===== RECORDS FOR THIS TASK
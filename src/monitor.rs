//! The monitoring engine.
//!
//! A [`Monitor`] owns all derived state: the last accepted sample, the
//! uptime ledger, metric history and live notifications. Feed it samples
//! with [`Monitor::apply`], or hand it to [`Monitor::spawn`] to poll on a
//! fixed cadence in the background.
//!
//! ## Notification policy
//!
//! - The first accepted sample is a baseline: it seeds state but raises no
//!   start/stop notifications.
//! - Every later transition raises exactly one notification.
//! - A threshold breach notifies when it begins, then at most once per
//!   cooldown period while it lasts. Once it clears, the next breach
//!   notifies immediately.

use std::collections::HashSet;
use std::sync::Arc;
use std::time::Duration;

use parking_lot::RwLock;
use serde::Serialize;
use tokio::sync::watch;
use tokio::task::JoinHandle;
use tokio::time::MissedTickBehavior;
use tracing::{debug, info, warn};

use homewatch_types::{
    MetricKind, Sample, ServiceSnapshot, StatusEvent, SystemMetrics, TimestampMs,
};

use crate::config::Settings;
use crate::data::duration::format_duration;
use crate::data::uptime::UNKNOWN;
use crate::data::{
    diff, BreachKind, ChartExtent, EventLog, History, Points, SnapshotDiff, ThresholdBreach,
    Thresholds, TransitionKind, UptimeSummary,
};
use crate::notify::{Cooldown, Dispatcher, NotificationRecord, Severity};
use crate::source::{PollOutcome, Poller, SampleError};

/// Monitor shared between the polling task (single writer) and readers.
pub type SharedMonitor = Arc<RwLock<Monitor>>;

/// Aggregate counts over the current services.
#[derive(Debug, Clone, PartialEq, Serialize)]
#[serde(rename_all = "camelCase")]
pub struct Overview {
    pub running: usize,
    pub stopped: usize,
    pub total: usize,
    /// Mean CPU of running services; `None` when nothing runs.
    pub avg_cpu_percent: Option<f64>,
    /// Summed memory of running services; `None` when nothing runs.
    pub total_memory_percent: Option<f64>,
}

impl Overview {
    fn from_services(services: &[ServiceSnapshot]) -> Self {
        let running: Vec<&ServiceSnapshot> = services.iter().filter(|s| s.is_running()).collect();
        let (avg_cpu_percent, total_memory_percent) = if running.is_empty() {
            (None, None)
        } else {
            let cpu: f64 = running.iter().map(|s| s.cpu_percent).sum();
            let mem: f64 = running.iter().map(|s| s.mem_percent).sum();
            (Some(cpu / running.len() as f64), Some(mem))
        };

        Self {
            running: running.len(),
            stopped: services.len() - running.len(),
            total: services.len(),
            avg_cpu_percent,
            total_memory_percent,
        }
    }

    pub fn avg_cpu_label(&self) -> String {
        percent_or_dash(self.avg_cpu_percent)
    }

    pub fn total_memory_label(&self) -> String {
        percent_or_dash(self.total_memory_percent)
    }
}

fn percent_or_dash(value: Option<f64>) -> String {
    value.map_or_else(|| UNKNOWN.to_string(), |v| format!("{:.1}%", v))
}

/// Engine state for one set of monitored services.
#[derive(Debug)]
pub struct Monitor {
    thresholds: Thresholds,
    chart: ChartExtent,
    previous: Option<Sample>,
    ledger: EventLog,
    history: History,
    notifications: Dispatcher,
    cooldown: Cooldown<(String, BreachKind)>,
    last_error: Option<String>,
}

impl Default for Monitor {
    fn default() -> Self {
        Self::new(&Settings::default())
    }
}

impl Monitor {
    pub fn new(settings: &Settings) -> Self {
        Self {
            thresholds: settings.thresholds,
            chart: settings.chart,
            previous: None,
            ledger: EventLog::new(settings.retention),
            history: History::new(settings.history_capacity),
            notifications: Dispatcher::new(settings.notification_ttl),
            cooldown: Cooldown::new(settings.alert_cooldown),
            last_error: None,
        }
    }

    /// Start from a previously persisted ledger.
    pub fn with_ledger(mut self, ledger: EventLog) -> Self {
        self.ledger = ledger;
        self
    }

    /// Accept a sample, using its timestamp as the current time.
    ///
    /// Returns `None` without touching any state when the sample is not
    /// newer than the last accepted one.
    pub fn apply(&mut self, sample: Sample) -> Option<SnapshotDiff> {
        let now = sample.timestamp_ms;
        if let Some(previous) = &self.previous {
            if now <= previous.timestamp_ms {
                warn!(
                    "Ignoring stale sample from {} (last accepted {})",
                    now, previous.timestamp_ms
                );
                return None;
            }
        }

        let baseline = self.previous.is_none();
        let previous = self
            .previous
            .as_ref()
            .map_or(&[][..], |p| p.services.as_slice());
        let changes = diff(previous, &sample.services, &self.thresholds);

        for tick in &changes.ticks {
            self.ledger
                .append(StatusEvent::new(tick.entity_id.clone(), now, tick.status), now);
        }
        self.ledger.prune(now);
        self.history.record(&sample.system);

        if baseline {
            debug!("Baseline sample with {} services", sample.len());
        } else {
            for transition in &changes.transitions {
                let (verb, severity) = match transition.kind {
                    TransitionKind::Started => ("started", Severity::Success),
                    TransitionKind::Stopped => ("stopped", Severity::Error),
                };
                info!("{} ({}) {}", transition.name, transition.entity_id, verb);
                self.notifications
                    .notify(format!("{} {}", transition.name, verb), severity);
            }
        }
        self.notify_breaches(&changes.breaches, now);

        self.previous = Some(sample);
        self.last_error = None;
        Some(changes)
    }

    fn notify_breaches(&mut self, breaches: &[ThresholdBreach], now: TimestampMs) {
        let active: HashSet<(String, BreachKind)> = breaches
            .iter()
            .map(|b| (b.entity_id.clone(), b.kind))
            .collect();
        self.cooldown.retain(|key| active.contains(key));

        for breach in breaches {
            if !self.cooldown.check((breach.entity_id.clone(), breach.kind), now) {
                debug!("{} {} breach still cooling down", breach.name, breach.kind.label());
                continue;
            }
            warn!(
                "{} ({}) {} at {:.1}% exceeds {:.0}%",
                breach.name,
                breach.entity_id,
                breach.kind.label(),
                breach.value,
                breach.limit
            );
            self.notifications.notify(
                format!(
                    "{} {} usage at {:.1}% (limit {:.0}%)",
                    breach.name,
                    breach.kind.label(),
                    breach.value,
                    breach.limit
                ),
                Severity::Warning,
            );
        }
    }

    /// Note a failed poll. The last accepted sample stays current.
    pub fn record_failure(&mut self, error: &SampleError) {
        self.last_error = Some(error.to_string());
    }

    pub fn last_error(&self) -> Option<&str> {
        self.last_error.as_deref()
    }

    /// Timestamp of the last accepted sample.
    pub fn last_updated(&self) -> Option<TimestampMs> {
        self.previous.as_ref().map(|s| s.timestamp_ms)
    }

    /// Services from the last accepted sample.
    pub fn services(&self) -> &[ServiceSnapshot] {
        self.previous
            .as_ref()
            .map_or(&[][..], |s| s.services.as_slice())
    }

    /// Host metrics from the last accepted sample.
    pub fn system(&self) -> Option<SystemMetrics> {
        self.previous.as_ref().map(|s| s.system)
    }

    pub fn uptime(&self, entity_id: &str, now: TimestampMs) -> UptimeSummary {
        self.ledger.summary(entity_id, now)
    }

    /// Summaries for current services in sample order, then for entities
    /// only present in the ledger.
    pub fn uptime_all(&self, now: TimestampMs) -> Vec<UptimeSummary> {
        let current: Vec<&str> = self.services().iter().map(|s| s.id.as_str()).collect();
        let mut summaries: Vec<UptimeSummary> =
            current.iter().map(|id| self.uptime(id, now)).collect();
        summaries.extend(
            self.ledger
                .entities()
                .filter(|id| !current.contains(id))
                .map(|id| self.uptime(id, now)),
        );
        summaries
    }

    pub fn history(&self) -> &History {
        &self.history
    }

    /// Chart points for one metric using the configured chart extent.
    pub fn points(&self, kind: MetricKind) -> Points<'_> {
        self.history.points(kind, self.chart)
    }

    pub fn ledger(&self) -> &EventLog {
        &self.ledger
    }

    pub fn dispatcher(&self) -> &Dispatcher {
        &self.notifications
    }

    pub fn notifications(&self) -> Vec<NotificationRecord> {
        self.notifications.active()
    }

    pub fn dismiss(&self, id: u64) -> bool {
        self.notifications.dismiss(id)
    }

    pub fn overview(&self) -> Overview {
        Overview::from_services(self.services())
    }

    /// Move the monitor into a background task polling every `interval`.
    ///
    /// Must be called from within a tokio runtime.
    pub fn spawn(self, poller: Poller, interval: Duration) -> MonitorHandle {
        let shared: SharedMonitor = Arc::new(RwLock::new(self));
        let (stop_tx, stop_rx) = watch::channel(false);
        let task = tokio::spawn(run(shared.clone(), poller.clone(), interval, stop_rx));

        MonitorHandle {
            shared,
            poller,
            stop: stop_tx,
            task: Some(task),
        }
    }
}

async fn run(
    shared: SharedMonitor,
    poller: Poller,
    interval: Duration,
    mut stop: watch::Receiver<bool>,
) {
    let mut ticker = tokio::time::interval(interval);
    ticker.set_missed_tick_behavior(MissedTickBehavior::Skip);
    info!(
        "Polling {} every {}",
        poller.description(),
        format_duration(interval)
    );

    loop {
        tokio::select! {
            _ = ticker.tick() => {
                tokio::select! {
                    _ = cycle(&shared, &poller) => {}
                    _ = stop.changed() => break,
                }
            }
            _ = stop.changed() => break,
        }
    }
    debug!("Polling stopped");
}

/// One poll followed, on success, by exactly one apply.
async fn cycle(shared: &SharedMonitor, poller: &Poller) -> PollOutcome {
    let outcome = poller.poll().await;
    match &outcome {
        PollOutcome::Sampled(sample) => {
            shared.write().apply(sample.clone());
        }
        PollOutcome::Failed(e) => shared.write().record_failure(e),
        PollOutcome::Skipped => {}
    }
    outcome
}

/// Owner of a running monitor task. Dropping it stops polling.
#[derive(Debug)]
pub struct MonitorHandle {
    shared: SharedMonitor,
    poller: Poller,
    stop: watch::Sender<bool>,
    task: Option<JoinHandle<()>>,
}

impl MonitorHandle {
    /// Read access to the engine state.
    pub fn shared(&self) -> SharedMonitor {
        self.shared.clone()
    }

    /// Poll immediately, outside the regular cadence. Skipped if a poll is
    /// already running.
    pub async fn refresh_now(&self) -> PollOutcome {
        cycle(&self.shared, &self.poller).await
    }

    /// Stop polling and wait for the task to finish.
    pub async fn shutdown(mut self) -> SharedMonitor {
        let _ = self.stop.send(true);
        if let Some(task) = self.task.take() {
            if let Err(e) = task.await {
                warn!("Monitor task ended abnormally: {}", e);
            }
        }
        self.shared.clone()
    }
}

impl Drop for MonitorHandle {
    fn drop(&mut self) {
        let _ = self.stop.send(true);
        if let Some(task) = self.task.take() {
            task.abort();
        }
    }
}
==========
* [WHAT YOU HAVE TO DO]
Print exactly the lines above, between the one holding "Some(changes)" and the one holding "pub fn last_error(&self)", inclusive, and nothing besides.

* [WORKED SOLUTION]
        Some(changes)
    }

    fn notify_breaches(&mut self, breaches: &[ThresholdBreach], now: TimestampMs) {
        let active: HashSet<(String, BreachKind)> = breaches
            .iter()
            .map(|b| (b.entity_id.clone(), b.kind))
            .collect();
        self.cooldown.retain(|key| active.contains(key));

        for breach in breaches {
            if !self.cooldown.check((breach.entity_id.clone(), breach.kind), now) {
                debug!("{} {} breach still cooling down", breach.name, breach.kind.label());
                continue;
            }
            warn!(
                "{} ({}) {} at {:.1}% exceeds {:.0}%",
                breach.name,
                breach.entity_id,
                breach.kind.label(),
                breach.value,
                breach.limit
            );
            self.notifications.notify(
                format!(
                    "{} {} usage at {:.1}% (limit {:.0}%)",
                    breach.name,
                    breach.kind.label(),
                    breach.value,
                    breach.limit
                ),
                Severity::Warning,
            );
        }
    }

    /// Note a failed poll. The last accepted sample stays current.
    pub fn record_failure(&mut self, error: &SampleError) {
        self.last_error = Some(error.to_string());
    }

    pub fn last_error(&self) -> Option<&str> {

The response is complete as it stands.